[r-t] Latest draft of Decisions changes for 2017
john at jaharrison.me.uk
Mon Apr 17 11:42:14 UTC 2017
In article <ebdf0947-b4e1-7935-ae42-e7918595fb2e at tesco.net>,
Ted Steele <teds.bells at tesco.net> wrote:
> ...there could be "peals" rung on non-bells (not-even necessarily
> bell-like items)
If you played the notes on the clavier of a carillon it would use a 'bell
like item'. If 8 ringers in the ringing room see each other ringing the
ropes and hear the sound above the items they are ringing (out of view) may
or not be shaped like bells and the sound may or not be made by banging
metal together. Which of those two scenarios counts as kosher ringing?
> simulated sounds (not sure what a simulated sound sounds like)
It sounds like the thing being simulated. That's what simulation means A
flight simulator gives you the sensation of flying. A ringing simulator
gives you the sensation of ringing. A bell sound simulator makes the same
sound as a bell.
> It is perhaps a blessing that these peals do not have to be audible
> outside the tower;
Why?
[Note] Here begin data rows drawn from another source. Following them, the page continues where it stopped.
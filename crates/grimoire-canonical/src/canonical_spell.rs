use crate::canonicalizer::CanonicalizationError;
use crate::digest::ContentHash;
use crate::serializer::to_canonical_bytes;
use serde::{Deserialize, Serialize};
use serde_json::{Map, Value};

/// Content-only projection of a record after canonicalization.
///
/// Carries no identity or metadata; its bytes and hash are pure functions
/// of its content.
#[derive(Debug, Clone, PartialEq, Serialize, Deserialize)]
#[serde(transparent)]
pub struct CanonicalSpell(Map<String, Value>);

impl CanonicalSpell {
    pub(crate) fn from_map(map: Map<String, Value>) -> Self {
        Self(map)
    }

    /// Parses previously stored canonical bytes.
    pub fn from_bytes(bytes: &[u8]) -> Result<Self, CanonicalizationError> {
        serde_json::from_slice(bytes)
            .map_err(|err| CanonicalizationError::InvalidStructure(err.to_string()))
    }

    /// A top-level content field.
    pub fn get(&self, field: &str) -> Option<&Value> {
        self.0.get(field)
    }

    /// Top-level fields in key order.
    pub fn fields(&self) -> impl Iterator<Item = (&String, &Value)> {
        self.0.iter()
    }

    /// The projection as a JSON value.
    pub fn to_value(&self) -> Value {
        Value::Object(self.0.clone())
    }

    /// Canonical bytes.
    pub fn to_bytes(&self) -> Result<Vec<u8>, CanonicalizationError> {
        to_canonical_bytes(&Value::Object(self.0.clone()))
    }

    /// Content hash of the canonical bytes.
    pub fn content_hash(&self) -> Result<ContentHash, CanonicalizationError> {
        Ok(ContentHash::of(&self.to_bytes()?))
    }
}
Is the sound from a tower that inherited rough old buckets and can't
afford to replace them inherently more attractive than the (simulated)
sound of high quality bells? > perhaps that should actually be a
> these requirements clearly imply recognition of the fact that simulated
> "peals" are not peals in the same sense as conventional peals
A peal is a performance (by human ringers). A simulated peal would be one
where there were no human ringers. It's hard to see how the proposed
changes would recognise them.
An organ recital given by a human organist on a high quality organ that
uses the digitised sound of pipework rather than physical pipework is not
advertised as a simulated recital, nor a recital on a simulator.